DREX – Natália Garcia, na Folha de S. Paulo, em reportagem bastante ampla, explica como deverá funcionar a moeda real Drex destinada a modernizar as aplicações financeiras e também a compra de carros e imóveis. A moeda digital, portanto, está restrita a segmentos de renda elevada, repousando essencialmente na transferência de dinheiro. De forma nada surpreendente abrange as remessas internacionais de capital.
A contratação de serviços também integra o elenco da moeda digital que já tem até a sua característica gráfica produzida e reproduzida na edição de ontem da Folha. O Drex é uma ilusão. Não incentiva a economia, não influi no mercado de trabalho, muito menos redistribui a renda, não está voltado para a imensa maioria da população brasileira.

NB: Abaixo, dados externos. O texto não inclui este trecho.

//! Task registry: asynchronous job state keyed by task id.
//!
//! The orchestrator writes progress, result, and error into the registry at
//! coarse checkpoints; retrieval transport belongs to the caller. The
//! in-memory implementation keeps bounded retention: the oldest records are
//! evicted once `max_records` is exceeded, so a long-lived process cannot
//! accumulate task state without bound.

use async_trait::async_trait;
use std::collections::{HashMap, VecDeque};
use tokio::sync::RwLock;

use crate::types::{AnalysisStatus, PaperAnalysis, TaskRecord};

/// One checkpoint update applied to a task record. Unset fields are left
/// untouched.
#[derive(Debug, Default)]
pub struct TaskUpdate {
    pub status: Option<AnalysisStatus>,
    pub progress: Option<u8>,
    pub result: Option<PaperAnalysis>,
    pub error: Option<String>,
}

impl TaskUpdate {
    pub fn status(status: AnalysisStatus, progress: u8) -> Self {
        Self {
            status: Some(status),
            progress: Some(progress),
            ..Default::default()
        }
    }

    pub fn completed(result: PaperAnalysis) -> Self {
        Self {
            status: Some(AnalysisStatus::Completed),
            progress: Some(100),
            result: Some(result),
            error: None,
        }
    }

    pub fn failed(error: impl Into<String>) -> Self {
        Self {
            status: Some(AnalysisStatus::Failed),
            progress: None,
            result: None,
            error: Some(error.into()),
        }
    }
}

/// Registry of asynchronous analysis tasks.
#[async_trait]
pub trait TaskRegistry: Send + Sync {
    /// Register a fresh task in the `Pending` state.
    async fn create(&self, task_id: &str);

    /// Apply a checkpoint update. Unknown task ids are ignored.
    async fn update(&self, task_id: &str, update: TaskUpdate);

    /// Fetch a task record by id.
    async fn get(&self, task_id: &str) -> Option<TaskRecord>;
}

/// In-memory registry with bounded FIFO retention.
pub struct InMemoryTaskRegistry {
    max_records: usize,
    inner: RwLock<RegistryState>,
}

#[derive(Default)]
struct RegistryState {
    records: HashMap<String, TaskRecord>,
    order: VecDeque<String>,
}

impl InMemoryTaskRegistry {
    pub fn new(max_records: usize) -> Self {
        Self {
            max_records: max_records.max(1),
            inner: RwLock::new(RegistryState::default()),
        }
    }

    /// Number of currently retained records.
    pub async fn len(&self) -> usize {
        self.inner.read().await.records.len()
    }

    pub async fn is_empty(&self) -> bool {
        self.len().await == 0
    }
}

#[async_trait]
impl TaskRegistry for InMemoryTaskRegistry {
    async fn create(&self, task_id: &str) {
        let mut state = self.inner.write().await;
        if state.records.contains_key(task_id) {
            return;
        }
        state
            .records
            .insert(task_id.to_string(), TaskRecord::new(task_id));
        state.order.push_back(task_id.to_string());
        while state.records.len() > self.max_records {
            if let Some(oldest) = state.order.pop_front() {
                state.records.remove(&oldest);
            }
        }
    }

    async fn update(&self, task_id: &str, update: TaskUpdate) {
        let mut state = self.inner.write().await;
        if let Some(record) = state.records.get_mut(task_id) {
            if let Some(status) = update.status {
                record.status = status;
            }
            if let Some(progress) = update.progress {
                record.progress = progress.min(100);
            }
            if let Some(result) = update.result {
                record.result = Some(result);
            }
            if let Some(error) = update.error {
                record.error = Some(error);
            }
        }
    }

    async fn get(&self, task_id: &str) -> Option<TaskRecord> {
        self.inner.read().await.records.get(task_id).cloned()
    }
}

#[cfg(test)]
mod tests {
    use super::*;

    #[tokio::test]
    async fn test_create_and_get() {
        let registry = InMemoryTaskRegistry::new(16);
        registry.create("t1").await;
        let record = registry.get("t1").await.unwrap();
        assert_eq!(record.status, AnalysisStatus::Pending);
        assert_eq!(record.progress, 0);
    }

    #[tokio::test]
    async fn test_update_checkpoints() {
        let registry = InMemoryTaskRegistry::new(16);
        registry.create("t1").await;

        registry
            .update("t1", TaskUpdate::status(AnalysisStatus::Parsing, 10))
            .await;
        let record = registry.get("t1").await.unwrap();
        assert_eq!(record.status, AnalysisStatus::Parsing);
        assert_eq!(record.progress, 10);

        registry
            .update("t1", TaskUpdate::failed("parse exploded"))
            .await;
        let record = registry.get("t1").await.unwrap();
        assert_eq!(record.status, AnalysisStatus::Failed);
        assert_eq!(record.error.as_deref(), Some("parse exploded"));
        // Progress untouched by the failure update
        assert_eq!(record.progress, 10);
    }

    #[tokio::test]
    async fn test_update_unknown_id_is_noop() {
        let registry = InMemoryTaskRegistry::new(16);
        registry
            .update("ghost", TaskUpdate::status(AnalysisStatus::Parsing, 10))
            .await;
        assert!(registry.get("ghost").await.is_none());
    }

    #[tokio::test]
    async fn test_progress_capped_at_100() {
        let registry = InMemoryTaskRegistry::new(16);
        registry.create("t1").await;
        registry
            .update("t1", TaskUpdate::status(AnalysisStatus::Analyzing, 255))
            .await;
        assert_eq!(registry.get("t1").await.unwrap().progress, 100);
    }

    #[tokio::test]
    async fn test_bounded_retention_evicts_oldest() {
        let registry = InMemoryTaskRegistry::new(3);
        for i in 0..5 {
            registry.create(&format!("t{i}")).await;
        }
        assert_eq!(registry.len().await, 3);
        assert!(registry.get("t0").await.is_none());
        assert!(registry.get("t1").await.is_none());
        assert!(registry.get("t2").await.is_some());
        assert!(registry.get("t4").await.is_some());
    }

    #[tokio::test]
    async fn test_create_existing_id_keeps_record() {
        let registry = InMemoryTaskRegistry::new(16);
        registry.create("t1").await;
        registry
            .update("t1", TaskUpdate::status(AnalysisStatus::Analyzing, 40))
            .await;
        registry.create("t1").await;
        assert_eq!(
            registry.get("t1").await.unwrap().status,
            AnalysisStatus::Analyzing
        );
    }
}
//! # Paperlens Core
//!
//! Core library for the Paperlens academic-paper analysis engine.
//! Provides the document parser, the four extraction units (formulas,
//! domain, scholars, roadmap), the analysis orchestrator, and the task
//! registry and result cache it collaborates with.

pub mod backend;
pub mod cache;
pub mod config;
pub mod error;
pub mod extract;
pub mod orchestrator;
pub mod parser;
pub mod patterns;
pub mod providers;
pub mod registry;
pub mod types;

// Re-export commonly used types at the crate root.
pub use backend::{MockTextGenerator, StalledTextGenerator, TextGenerator};
pub use cache::{InMemoryResultCache, ResultCache};
pub use config::{load_config, AnalystConfig, LlmConfig};
pub use error::{PaperlensError, PipelineError, Result};
pub use orchestrator::Orchestrator;
pub use parser::DocumentParser;
pub use registry::{InMemoryTaskRegistry, TaskRegistry, TaskUpdate};
pub use types::{
    AnalysisStatus, DocumentMetadata, DomainInfo, FormulaType, MathModel, PaperAnalysis,
    PaperSource, ParsedDocument, ScholarInfo, ScholarRole, TaskRecord, TechRoadmapNode,
};
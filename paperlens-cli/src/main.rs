//! Paperlens CLI — scholarly document analysis from the command line.
//!
//! Parses a paper, runs the extraction units against the configured
//! generative backend (falling back to deterministic heuristics), and
//! prints the assembled analysis as JSON.

use clap::Parser;
use std::path::PathBuf;
use std::sync::Arc;
use tracing::info;
use tracing_subscriber::layer::SubscriberExt;
use tracing_subscriber::util::SubscriberInitExt;
use tracing_subscriber::{EnvFilter, Layer};

use paperlens_core::cache::InMemoryResultCache;
use paperlens_core::providers::create_backend;
use paperlens_core::registry::InMemoryTaskRegistry;
use paperlens_core::types::PaperSource;
use paperlens_core::{load_config, Orchestrator, TextGenerator};

/// Paperlens: analyze academic papers from the terminal
#[derive(Parser, Debug)]
#[command(name = "paperlens", version, about, long_about = None)]
#[command(group(
    clap::ArgGroup::new("source")
        .required(true)
        .args(["file", "arxiv", "doi", "title"]),
))]
struct Cli {
    /// Path to an extracted-text paper file
    file: Option<PathBuf>,

    /// Analyze by arXiv identifier (e.g. 1512.03385)
    #[arg(long)]
    arxiv: Option<String>,

    /// Analyze by DOI (e.g. 10.1000/xyz123)
    #[arg(long)]
    doi: Option<String>,

    /// Analyze by paper title only
    #[arg(long)]
    title: Option<String>,

    /// Configuration file path
    #[arg(short, long)]
    config: Option<PathBuf>,

    /// Skip the result cache even for cacheable sources
    #[arg(long)]
    no_cache: bool,

    /// Increase verbosity (-v, -vv)
    #[arg(short, long, action = clap::ArgAction::Count)]
    verbose: u8,

    /// Suppress non-essential output
    #[arg(short, long)]
    quiet: bool,
}

impl Cli {
    fn source(&self) -> PaperSource {
        if let Some(path) = &self.file {
            PaperSource::File { path: path.clone() }
        } else if let Some(id) = &self.arxiv {
            PaperSource::Arxiv { id: id.clone() }
        } else if let Some(id) = &self.doi {
            PaperSource::Doi { id: id.clone() }
        } else {
            PaperSource::TitleOnly {
                title: self.title.clone().unwrap_or_default(),
            }
        }
    }
}

#[tokio::main]
async fn main() -> anyhow::Result<()> {
    // Load .env file if present
    let _ = dotenvy::dotenv();

    let cli = Cli::parse();

    // Set up tracing: human-readable stderr + JSON file logging
    let filter = match cli.verbose {
        0 if cli.quiet => "error",
        0 => "info",
        _ => "debug",
    };

    let stderr_layer = tracing_subscriber::fmt::layer()
        .with_target(false)
        .with_writer(std::io::stderr)
        .with_filter(EnvFilter::new(filter));

    let log_dir = directories::ProjectDirs::from("dev", "paperlens", "paperlens")
        .map(|d| d.data_dir().join("logs"))
        .unwrap_or_else(|| PathBuf::from("."));
    let _ = std::fs::create_dir_all(&log_dir);
    let file_appender = tracing_appender::rolling::daily(&log_dir, "paperlens.log");
    let (non_blocking, _guard) = tracing_appender::non_blocking(file_appender);
    let json_layer = tracing_subscriber::fmt::layer()
        .json()
        .with_writer(non_blocking)
        .with_filter(EnvFilter::new("debug"));

    tracing_subscriber::registry()
        .with(stderr_layer)
        .with(json_layer)
        .init();

    let mut config = load_config(cli.config.as_deref())
        .map_err(|e| anyhow::anyhow!("Configuration error: {e}"))?;
    if cli.no_cache {
        config.cache.enabled = false;
    }

    let backend =
        create_backend(&config.llm).map_err(|e| anyhow::anyhow!("Backend setup failed: {e}"))?;
    info!(
        provider = %config.llm.provider,
        model = %backend.model_name(),
        cache = config.cache.enabled,
        "Starting analysis"
    );

    let registry = Arc::new(InMemoryTaskRegistry::new(config.registry.max_records));
    let cache = Arc::new(InMemoryResultCache::new());
    let orchestrator = Orchestrator::new(backend, config, registry, cache);

    let analysis = orchestrator.analyze_with_cache(&cli.source()).await?;

    println!("{}", serde_json::to_string_pretty(&analysis)?);
    Ok(())
}
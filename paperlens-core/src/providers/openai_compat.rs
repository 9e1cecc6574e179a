//! OpenAI-compatible generative backend.
//!
//! Talks to any endpoint that follows the OpenAI chat completions API
//! format. Requests are non-streaming single-turn prompts; the extraction
//! units do their own JSON recovery on the returned text.

use crate::backend::TextGenerator;
use crate::config::LlmConfig;
use crate::error::LlmError;
use async_trait::async_trait;
use reqwest::Client;
use serde_json::{json, Value};
use std::time::Duration;
use tracing::debug;

/// OpenAI-compatible chat completions client.
pub struct OpenAiCompatibleBackend {
    client: Client,
    base_url: String,
    api_key: String,
    model: String,
    temperature: f64,
    max_tokens: u32,
    timeout_secs: u64,
}

impl OpenAiCompatibleBackend {
    /// Create a backend with an explicitly provided API key.
    pub fn new_with_key(config: &LlmConfig, api_key: String) -> Result<Self, LlmError> {
        let base_url = config
            .base_url
            .clone()
            .unwrap_or_else(|| "https://api.openai.com/v1".to_string());

        let client = Client::builder()
            .timeout(Duration::from_secs(config.request_timeout_secs))
            .build()
            .map_err(|e| LlmError::Connection {
                message: format!("Failed to build HTTP client: {e}"),
            })?;

        Ok(Self {
            client,
            base_url,
            api_key,
            model: config.model.clone(),
            temperature: config.temperature,
            max_tokens: config.max_tokens,
            timeout_secs: config.request_timeout_secs,
        })
    }

    /// Parse an OpenAI-format response body into the completion text.
    fn parse_response(body: &Value) -> Result<String, LlmError> {
        let message = body
            .get("choices")
            .and_then(|c| c.get(0))
            .and_then(|choice| choice.get("message"))
            .ok_or_else(|| LlmError::ResponseParse {
                message: "No choices in response".to_string(),
            })?;

        message
            .get("content")
            .and_then(|c| c.as_str())
            .map(|s| s.to_string())
            .ok_or_else(|| LlmError::ResponseParse {
                message: "No text content in message".to_string(),
            })
    }

    /// Map an HTTP error status to a typed backend error.
    fn map_http_error(status: reqwest::StatusCode, body: &str) -> LlmError {
        match status.as_u16() {
            401 | 403 => {
                debug!(body = %body, "Authentication failed");
                LlmError::AuthFailed {
                    provider: "OpenAI-compatible".to_string(),
                }
            }
            429 => {
                // Try to parse "try again in Xs" out of the error message
                let retry_secs = serde_json::from_str::<Value>(body)
                    .ok()
                    .and_then(|v| {
                        v.get("error")?
                            .get("message")?
                            .as_str()
                            .map(|s| s.to_string())
                    })
                    .and_then(|msg| {
                        msg.split("in ")
                            .last()
                            .and_then(|s| s.trim_end_matches('s').parse::<u64>().ok())
                    })
                    .unwrap_or(5);
                LlmError::RateLimited {
                    retry_after_secs: retry_secs,
                }
            }
            status if status >= 500 => LlmError::ApiRequest {
                message: format!("Server error ({status}): {body}"),
            },
            _ => LlmError::ApiRequest {
                message: format!("HTTP {status}: {body}"),
            },
        }
    }
}

#[async_trait]
impl TextGenerator for OpenAiCompatibleBackend {
    async fn complete(&self, prompt: &str) -> Result<String, LlmError> {
        let url = format!("{}/chat/completions", self.base_url);

        let body = json!({
            "model": self.model,
            "messages": [{ "role": "user", "content": prompt }],
            "temperature": self.temperature,
            "max_tokens": self.max_tokens,
            "stream": false,
        });

        debug!(url = %url, model = %self.model, "Sending completion request");

        let response = self
            .client
            .post(&url)
            .header("Authorization", format!("Bearer {}", self.api_key))
            .header("Content-Type", "application/json")
            .json(&body)
            .send()
            .await
            .map_err(|e| {
                if e.is_timeout() {
                    LlmError::Timeout {
                        timeout_secs: self.timeout_secs,
                    }
                } else {
                    LlmError::ApiRequest {
                        message: format!("Request failed: {e}"),
                    }
                }
            })?;

        let status = response.status();
        let response_body = response.text().await.map_err(|e| LlmError::ApiRequest {
            message: format!("Failed to read response body: {e}"),
        })?;

        if !status.is_success() {
            return Err(Self::map_http_error(status, &response_body));
        }

        let json: Value =
            serde_json::from_str(&response_body).map_err(|e| LlmError::ResponseParse {
                message: format!("Invalid JSON: {e}"),
            })?;

        Self::parse_response(&json)
    }

    fn model_name(&self) -> &str {
        &self.model
    }
}

#[cfg(test)]
mod tests {
    use super::*;

    fn test_config() -> LlmConfig {
        LlmConfig {
            provider: "openai".to_string(),
            model: "test-model".to_string(),
            api_key_env: "UNUSED".to_string(),
            api_key: None,
            base_url: None,
            temperature: 0.3,
            max_tokens: 1024,
            request_timeout_secs: 30,
        }
    }

    #[test]
    fn test_default_base_url() {
        let backend =
            OpenAiCompatibleBackend::new_with_key(&test_config(), "sk-test".into()).unwrap();
        assert_eq!(backend.base_url, "https://api.openai.com/v1");
        assert_eq!(backend.model_name(), "test-model");
    }

    #[test]
    fn test_parse_response_text() {
        let body = json!({
            "choices": [{
                "message": { "role": "assistant", "content": "[]" },
                "finish_reason": "stop"
            }]
        });
        assert_eq!(OpenAiCompatibleBackend::parse_response(&body).unwrap(), "[]");
    }

    #[test]
    fn test_parse_response_no_choices() {
        let body = json!({ "choices": [] });
        let err = OpenAiCompatibleBackend::parse_response(&body).unwrap_err();
        assert!(matches!(err, LlmError::ResponseParse { .. }));
    }

    #[test]
    fn test_parse_response_null_content() {
        let body = json!({
            "choices": [{ "message": { "role": "assistant", "content": null } }]
        });
        let err = OpenAiCompatibleBackend::parse_response(&body).unwrap_err();
        assert!(matches!(err, LlmError::ResponseParse { .. }));
    }

    #[test]
    fn test_map_http_error_auth() {
        let err =
            OpenAiCompatibleBackend::map_http_error(reqwest::StatusCode::UNAUTHORIZED, "denied");
        assert!(matches!(err, LlmError::AuthFailed { .. }));
    }

    #[test]
    fn test_map_http_error_rate_limit_parses_retry() {
        let body = r#"{"error":{"message":"Rate limit reached, try again in 21s"}}"#;
        let err =
            OpenAiCompatibleBackend::map_http_error(reqwest::StatusCode::TOO_MANY_REQUESTS, body);
        match err {
            LlmError::RateLimited { retry_after_secs } => assert_eq!(retry_after_secs, 21),
            other => panic!("Expected RateLimited, got {:?}", other),
        }
    }

    #[test]
    fn test_map_http_error_server() {
        let err = OpenAiCompatibleBackend::map_http_error(
            reqwest::StatusCode::INTERNAL_SERVER_ERROR,
            "boom",
        );
        match err {
            LlmError::ApiRequest { message } => assert!(message.contains("Server error")),
            other => panic!("Expected ApiRequest, got {:?}", other),
        }
    }
}
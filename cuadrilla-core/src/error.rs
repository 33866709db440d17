use std::path::PathBuf;

/// Failure talking to something outside the process: the chat platform,
/// the language model, or any other collaborator the core calls into.
#[derive(Debug, Clone, thiserror::Error)]
pub enum CollaboratorError {
    #[error("collaborator unavailable: {0}")]
    Unavailable(String),

    #[error("collaborator rejected the request: {0}")]
    Rejected(String),
}

#[derive(Debug, thiserror::Error)]
pub enum CoreError {
    #[error("not found: {0}")]
    NotFound(String),

    #[error("invalid argument: {0}")]
    InvalidArgument(String),

    #[error("forbidden: {0}")]
    Forbidden(String),

    #[error("failed to persist {path}: {reason}")]
    Persistence { path: PathBuf, reason: String },

    #[error(transparent)]
    Collaborator(#[from] CollaboratorError),

    #[error("invalid schedule: {0}")]
    Schedule(String),
}

impl CoreError {
    pub fn not_found(what: impl Into<String>) -> Self {
        Self::NotFound(what.into())
    }

    pub fn invalid(what: impl Into<String>) -> Self {
        Self::InvalidArgument(what.into())
    }

    pub fn is_not_found(&self) -> bool {
        matches!(self, Self::NotFound(_))
    }
}

pub type CoreResult<T> = Result<T, CoreError>;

Diante do Drex, relembro uma história contada por Nélson Rodrigues ao longo das confissões que escreveu no O Globo numa sequência de suas memórias iniciadas no Correio da Manhã. Morava numa casa com um jardim à frente, perto do Grajaú. Sua mãe contratou um jardineiro para cuidar das plantas. Numa visita do jardineiro português, ela disse “É bom que o senhor venha aos sábados”. O jardineiro respondeu: “O sábado é uma ilusão”. Lembrei dessa história quando vi anunciado o Drex digital.
OBRAS PARADAS – Existem no Brasil, das mais variadas dimensões, 8600 obras paralisadas que estão causando um prejuízo enorme não só pelo custo de sua retomada, que supera R$ 30 bilhões no mínimo, mas principalmente, pelo efeito que teriam causado se tivessem sido realizadas dentro dos tempos previstos.
Esse déficit parece invisível, mas é real, embora não seja calculado pela elite monetária que atua no mercado financeiro. Mas é só imaginar em quantas pessoas perderam a vida por falta de equipamentos médicos e por falta de atendimento. Quantas pessoas deixaram de comer porque não conseguiram emprego que teria sido fornecido pela finalização de obras no tempo previsto?
Agora, por exemplo, o governador Cláudio Castro pensa em construir um muro ao longo da Linha Vermelha para evitar balas perdidas no caminho. Incrível. Aliás, Bernardo Mello Franco escreve um bom artigo no O Globo sobre tal projeto.